By the time Uber launched in 2009, decades of “lean” corporate organization had spun up a large, unstable, and underemployed workforce, and millions of workers were discovering, in the wake of the Great Recession, exactly how disposable they were. “Uber is a symptom, not a cause,” Hyman wrote. The same might be said of hustle economy work. 

In the view of academics like Ron Eglash, a professor at the University of Michigan, it’s not even clear what differentiates platforms like Patreon or Etsy from Uber and DoorDash before them. Workers in the hustle economy remain wholly dependent, Eglash notes, on the platforms that supposedly empower them. To further paraphrase Karl Marx: Is the platform a tool used by the worker — or is the worker a tool used by tech executives? 

It isn’t just that hustle economy platforms take a cut of workers’ earnings. Workers like Erik Landa, James Fraser, and Jessica Overton also bear enormous up-front costs and risks to produce their work. There is no such thing as a minimum wage. There are no benefits. Should the platform choose to change anything — from a payment processing fee to a recommendation algorithm — workers have no real power to influence those decisions. 

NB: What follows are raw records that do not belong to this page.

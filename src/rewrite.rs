//! Rewrite provider abstraction and implementations.
//!
//! Defines the [`RewriteProvider`] trait and concrete implementations:
//! - **[`DisabledProvider`]** — returns errors; used when rewriting is not configured.
//! - **[`OpenAiProvider`]** — calls an OpenAI-compatible chat completions API.
//! - **[`OllamaProvider`]** — calls a local Ollama instance's `/api/chat` endpoint.
//! - **[`PassthroughProvider`]** — returns the input unchanged; lets the
//!   pipeline run end-to-end without a model (previews, tests).
//!
//! A provider turns one batch of raw caption text into punctuated,
//! segmented prose. The coverage gate lives upstream in [`crate::press`];
//! providers only own transport concerns.
//!
//! # Retry Strategy
//!
//! Remote providers use exponential backoff for transient errors:
//! - HTTP 429 (rate limited) and 5xx (server error) → retry
//! - HTTP 4xx (client error, not 429) → fail immediately
//! - Network errors → retry
//! - Backoff: 1s, 2s, 4s, 8s, 16s, 32s (capped at 2^5)

use anyhow::{bail, Result};
use async_trait::async_trait;
use std::time::Duration;

use crate::config::RewriteConfig;

/// A text-generation service that rewrites a block of caption text into
/// prose. May be slow; may return different output for identical input,
/// which is why callers retry under a coverage gate.
#[async_trait]
pub trait RewriteProvider: Send + Sync {
    /// Provider label for logs and summaries (e.g. `"openai:gpt-4o-mini"`).
    fn name(&self) -> String;

    /// Rewrite one batch of concatenated caption text.
    ///
    /// Errors are transport-level failures (after the provider's own
    /// retries); they are not coverage shortfalls.
    async fn rewrite(&self, text: &str) -> Result<String>;
}

/// Instantiate the provider named in the configuration.
///
/// Constructed once by the orchestrator and passed down; nothing in the
/// pipeline reaches for a global handle.
pub fn create_provider(config: &RewriteConfig) -> Result<Box<dyn RewriteProvider>> {
    match config.provider.as_str() {
        "openai" => Ok(Box::new(OpenAiProvider::new(config)?)),
        "ollama" => Ok(Box::new(OllamaProvider::new(config)?)),
        "passthrough" => Ok(Box::new(PassthroughProvider)),
        "disabled" => Ok(Box::new(DisabledProvider)),
        other => bail!("Unknown rewrite provider: {}", other),
    }
}

// ============ Disabled Provider ============

/// Always errors. Default until `[rewrite]` is configured.
pub struct DisabledProvider;

#[async_trait]
impl RewriteProvider for DisabledProvider {
    fn name(&self) -> String {
        "disabled".to_string()
    }

    async fn rewrite(&self, _text: &str) -> Result<String> {
        bail!("Rewrite provider is disabled. Set [rewrite] provider in config.")
    }
}

// ============ Passthrough Provider ============

/// Returns the input unchanged. Coverage is trivially 1.0, so the whole
/// pipeline (chunking, artifacts, resume) can be exercised offline.
pub struct PassthroughProvider;

#[async_trait]
impl RewriteProvider for PassthroughProvider {
    fn name(&self) -> String {
        "passthrough".to_string()
    }

    async fn rewrite(&self, text: &str) -> Result<String> {
        Ok(text.to_string())
    }
}

// ============ OpenAI Provider ============

/// Rewrite provider using an OpenAI-compatible chat completions API.
///
/// Sends the configured system prompt plus the batch text to
/// `POST {url}/chat/completions`. The API key is read from the
/// environment variable named by `rewrite.api_key_env`
/// (default `OPENAI_API_KEY`).
pub struct OpenAiProvider {
    model: String,
    url: String,
    api_key: String,
    system_prompt: String,
    max_retries: u32,
    client: reqwest::Client,
}

impl OpenAiProvider {
    pub fn new(config: &RewriteConfig) -> Result<Self> {
        let model = config
            .model
            .clone()
            .ok_or_else(|| anyhow::anyhow!("rewrite.model required for OpenAI provider"))?;

        let api_key = std::env::var(&config.api_key_env)
            .map_err(|_| anyhow::anyhow!("{} environment variable not set", config.api_key_env))?;

        let url = config
            .url
            .clone()
            .unwrap_or_else(|| "https://api.openai.com/v1".to_string());

        let client = reqwest::Client::builder()
            .timeout(Duration::from_secs(config.timeout_secs))
            .build()?;

        Ok(Self {
            model,
            url,
            api_key,
            system_prompt: config.system_prompt.clone(),
            max_retries: config.max_retries,
            client,
        })
    }
}

#[async_trait]
impl RewriteProvider for OpenAiProvider {
    fn name(&self) -> String {
        format!("openai:{}", self.model)
    }

    async fn rewrite(&self, text: &str) -> Result<String> {
        let body = serde_json::json!({
            "model": self.model,
            "messages": [
                {"role": "system", "content": self.system_prompt},
                {"role": "user", "content": text},
            ],
        });

        let mut last_err = None;

        for attempt in 0..=self.max_retries {
            if attempt > 0 {
                let delay = Duration::from_secs(1 << (attempt - 1).min(5));
                tokio::time::sleep(delay).await;
            }

            let resp = self
                .client
                .post(format!("{}/chat/completions", self.url))
                .header("Authorization", format!("Bearer {}", self.api_key))
                .header("Content-Type", "application/json")
                .json(&body)
                .send()
                .await;

            match resp {
                Ok(response) => {
                    let status = response.status();

                    if status.is_success() {
                        let json: serde_json::Value = response.json().await?;
                        return parse_chat_response(&json);
                    }

                    // Rate limited or server error — retry
                    if status.as_u16() == 429 || status.is_server_error() {
                        let body_text = response.text().await.unwrap_or_default();
                        last_err =
                            Some(anyhow::anyhow!("OpenAI API error {}: {}", status, body_text));
                        continue;
                    }

                    // Client error (not 429) — don't retry
                    let body_text = response.text().await.unwrap_or_default();
                    bail!("OpenAI API error {}: {}", status, body_text);
                }
                Err(e) => {
                    last_err = Some(e.into());
                    continue;
                }
            }
        }

        Err(last_err.unwrap_or_else(|| anyhow::anyhow!("Rewrite failed after retries")))
    }
}

/// Extract `choices[0].message.content` from a chat completions response.
fn parse_chat_response(json: &serde_json::Value) -> Result<String> {
    json.get("choices")
        .and_then(|c| c.as_array())
        .and_then(|c| c.first())
        .and_then(|c| c.get("message"))
        .and_then(|m| m.get("content"))
        .and_then(|c| c.as_str())
        .map(|s| s.to_string())
        .ok_or_else(|| anyhow::anyhow!("Invalid chat response: missing choices[0].message.content"))
}

// ============ Ollama Provider ============

/// Rewrite provider using a local Ollama instance.
///
/// Calls `POST /api/chat` with `stream: false` on the configured URL
/// (default `http://localhost:11434`). Requires Ollama to be running with
/// the model pulled.
pub struct OllamaProvider {
    model: String,
    url: String,
    system_prompt: String,
    max_retries: u32,
    client: reqwest::Client,
}

impl OllamaProvider {
    pub fn new(config: &RewriteConfig) -> Result<Self> {
        let model = config
            .model
            .clone()
            .ok_or_else(|| anyhow::anyhow!("rewrite.model required for Ollama provider"))?;

        let url = config
            .url
            .clone()
            .unwrap_or_else(|| "http://localhost:11434".to_string());

        let client = reqwest::Client::builder()
            .timeout(Duration::from_secs(config.timeout_secs))
            .build()?;

        Ok(Self {
            model,
            url,
            system_prompt: config.system_prompt.clone(),
            max_retries: config.max_retries,
            client,
        })
    }
}

#[async_trait]
impl RewriteProvider for OllamaProvider {
    fn name(&self) -> String {
        format!("ollama:{}", self.model)
    }

    async fn rewrite(&self, text: &str) -> Result<String> {
        let body = serde_json::json!({
            "model": self.model,
            "stream": false,
            "messages": [
                {"role": "system", "content": self.system_prompt},
                {"role": "user", "content": text},
            ],
        });

        let mut last_err = None;

        for attempt in 0..=self.max_retries {
            if attempt > 0 {
                let delay = Duration::from_secs(1 << (attempt - 1).min(5));
                tokio::time::sleep(delay).await;
            }

            let resp = self
                .client
                .post(format!("{}/api/chat", self.url))
                .header("Content-Type", "application/json")
                .json(&body)
                .send()
                .await;

            match resp {
                Ok(response) => {
                    let status = response.status();

                    if status.is_success() {
                        let json: serde_json::Value = response.json().await?;
                        return parse_ollama_response(&json);
                    }

                    if status.as_u16() == 429 || status.is_server_error() {
                        let body_text = response.text().await.unwrap_or_default();
                        last_err =
                            Some(anyhow::anyhow!("Ollama API error {}: {}", status, body_text));
                        continue;
                    }

                    let body_text = response.text().await.unwrap_or_default();
                    bail!("Ollama API error {}: {}", status, body_text);
                }
                Err(e) => {
                    last_err = Some(anyhow::anyhow!(
                        "Ollama connection error (is Ollama running at {}?): {}",
                        self.url,
                        e
                    ));
                    continue;
                }
            }
        }

        Err(last_err.unwrap_or_else(|| anyhow::anyhow!("Rewrite failed after retries")))
    }
}

fn parse_ollama_response(json: &serde_json::Value) -> Result<String> {
    json.get("message")
        .and_then(|m| m.get("content"))
        .and_then(|c| c.as_str())
        .map(|s| s.to_string())
        .ok_or_else(|| anyhow::anyhow!("Invalid Ollama response: missing message.content"))
}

“It all feels very precarious,” said Evelyn Herndon, a 36-year-old music teacher and single mom who has made “about $80” from her new Patreon. By some accounts, that’s a fair return: Of the more than 100,000 users to join the platform since March, Graphtreon data show half have yet to sign on a single patron. (A Patreon spokesperson disputed these figures, noting that they do not account for users who have made their earnings private.) 

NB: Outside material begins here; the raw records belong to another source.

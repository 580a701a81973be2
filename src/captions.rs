//! SRT caption parsing.
//!
//! Turns a captions file into an ordered sequence of [`Cue`]s. Only the
//! cue texts matter downstream (the rewrite pipeline works on fragments);
//! timestamps are parsed strictly so malformed files fail early instead of
//! producing silently truncated transcripts.

use anyhow::{bail, Context, Result};
use std::time::Duration;

/// One subtitle entry: a time span and its text, markup stripped.
#[derive(Debug, Clone)]
pub struct Cue {
    pub start: Duration,
    pub end: Duration,
    pub text: String,
}

/// Parse SRT content into cues ordered by start time.
///
/// The numeric index line is tolerated but not required. Text lines are
/// joined with a single space.
pub fn parse_srt(input: &str) -> Result<Vec<Cue>> {
    let mut cues = Vec::new();
    let mut lines = input.lines().peekable();

    while let Some(line) = lines.next() {
        let header = line.trim().trim_start_matches('\u{feff}');
        if header.is_empty() {
            continue;
        }

        // A lone counter line precedes the timestamps in well-formed files;
        // some files omit it.
        let timing_line = if header.parse::<usize>().is_ok() {
            lines
                .next()
                .map(str::trim)
                .context("SRT cue is missing a timestamp line")?
        } else {
            header
        };

        let (start_raw, end_raw) = timing_line
            .split_once("-->")
            .map(|(a, b)| (a.trim(), b.trim()))
            .context("SRT cue timestamp line must contain '-->'")?;

        let start = parse_timestamp(start_raw)
            .with_context(|| format!("Failed to parse SRT start timestamp '{start_raw}'"))?;
        let end = parse_timestamp(end_raw)
            .with_context(|| format!("Failed to parse SRT end timestamp '{end_raw}'"))?;

        if end < start {
            bail!("SRT cue ends before it starts: {start_raw} --> {end_raw}");
        }

        let mut text_lines = Vec::new();
        while let Some(next) = lines.peek() {
            if next.trim().is_empty() {
                break;
            }
            text_lines.push(strip_markup(lines.next().unwrap().trim()));
        }

        cues.push(Cue {
            start,
            end,
            text: text_lines.join(" "),
        });
    }

    cues.sort_by_key(|cue| cue.start);
    Ok(cues)
}

/// Ordered, non-empty fragment texts for the rewrite pipeline.
pub fn fragments(cues: &[Cue]) -> Vec<String> {
    cues.iter()
        .map(|cue| cue.text.trim().to_string())
        .filter(|text| !text.is_empty())
        .collect()
}

fn strip_markup(line: &str) -> String {
    // Inline italic/bold tags show up in downloaded subs; drop them.
    line.replace("<i>", "")
        .replace("</i>", "")
        .replace("<b>", "")
        .replace("</b>", "")
}

fn parse_timestamp(value: &str) -> Result<Duration> {
    let cleaned = value.trim().replace(',', ".");
    let (time_part, fractional_part) = match cleaned.split_once('.') {
        Some((t, f)) => (t, f),
        None => (cleaned.as_str(), "0"),
    };

    let mut hms = time_part.split(':');
    let hours = hms
        .next()
        .context("Timestamp missing hours")?
        .parse::<u64>()
        .context("Invalid hours in timestamp")?;
    let minutes = hms
        .next()
        .context("Timestamp missing minutes")?
        .parse::<u64>()
        .context("Invalid minutes in timestamp")?;
    let seconds = hms
        .next()
        .context("Timestamp missing seconds")?
        .parse::<u64>()
        .context("Invalid seconds in timestamp")?;

    if hms.next().is_some() {
        bail!("Timestamp has more than three components: {value}");
    }

    let mut millis_str = fractional_part.to_string();
    while millis_str.len() < 3 {
        millis_str.push('0');
    }
    let millis = millis_str
        .chars()
        .take(3)
        .collect::<String>()
        .parse::<u64>()
        .context("Invalid millisecond component in timestamp")?;

    Ok(Duration::from_secs(hours * 3600 + minutes * 60 + seconds) + Duration::from_millis(millis))
}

Hustle economy founders and investors say they’re aware of this precarity, though they generally believe creative people will manage to find a way. Markidan, the Podia CMO, predicts an ecosystem of support services will spring up around the hustle economy, much as it did around Airbnb. Amir Nathoo, who founded Outschool, said his company aspires to eventually provide or subsidize some equipment and support services itself. In the meantime, “we should be talking about the trade-offs and what the upsides and downsides are,” he said. 

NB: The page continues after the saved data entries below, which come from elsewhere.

//! Skip-or-regenerate decisions for prior outputs.
//!
//! Re-running a conversion over a large directory must not redo finished
//! work. Caption coverage against the whole existing output is a cheap
//! structural proxy for "this file already converted fully": above the
//! threshold the file is skipped, otherwise it is regenerated from scratch.
//! There is no incremental repair of a partially-correct output.

use std::path::Path;

use crate::artifact::read_existing;
use crate::coverage::coverage;
use crate::normalize::Normalizer;

/// What to do with one input file given its prior output, if any.
#[derive(Debug, Clone, PartialEq)]
pub enum ResumeDecision {
    /// Prior output already covers the fragments; leave it alone.
    Skip { coverage: f64 },
    /// Convert from scratch. `prior_coverage` is the score of the
    /// insufficient prior output, when one was readable.
    Regenerate { prior_coverage: Option<f64> },
}

/// Score any existing output at `output_path` against `fragments`.
///
/// Skips only when prior coverage strictly exceeds the threshold; the
/// boundary score a fresh rewrite would accept (≥) is not enough to
/// trust a leftover file. A missing or unreadable output
/// degrades to regeneration, never to a run failure. Deterministic for
/// unchanged input and output.
pub fn should_process(
    normalizer: &Normalizer,
    fragments: &[String],
    output_path: &Path,
    threshold: f64,
) -> ResumeDecision {
    let existing = match read_existing(output_path) {
        Some(content) => content,
        None => return ResumeDecision::Regenerate { prior_coverage: None },
    };

    match coverage(normalizer, fragments, &existing) {
        Some(score) if score > threshold => ResumeDecision::Skip { coverage: score },
        Some(score) => ResumeDecision::Regenerate {
            prior_coverage: Some(score),
        },
        None => ResumeDecision::Regenerate { prior_coverage: None },
    }
}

But workers may have other downsides to weigh right now: The official U.S. unemployment rate hit 13.3% in May, and remained above 11% in June. On June 8, the World Bank declared that the coronavirus pandemic had “plunged the global economy into a severe contraction.” In one of her first Patreon videos, Amber Briggle, the Texas massage therapist, narrates a relaxation technique for people anxious about work. 

“If you’re anything like me, you probably haven’t been able to sleep well the last couple weeks, not really knowing what’s going to come next, if your job is going to be secure,” she said. “Sometimes — often, you know — you wake up in the middle of the night and your brain is spinning and as hard as you try to get back to sleep it just feels impossible.” 

Briggle doesn’t want to be on Patreon forever. This was never her “dream,” she said. At one point during the shutdown, her husband asked her what she’d like to do if she started over — and she cried because she’d open Soma again. 

Soma did reopen with much of the state in mid-May, though the process has been painful. Briggle lost one of her two locations during the shutdown, as well as most of her contracted therapists. In May, she installed a medical-grade HVAC unit, blowing through the cash the studio made on early pandemic gift card sales. It could “a very long time,” until she pays herself a salary again, she’s realized.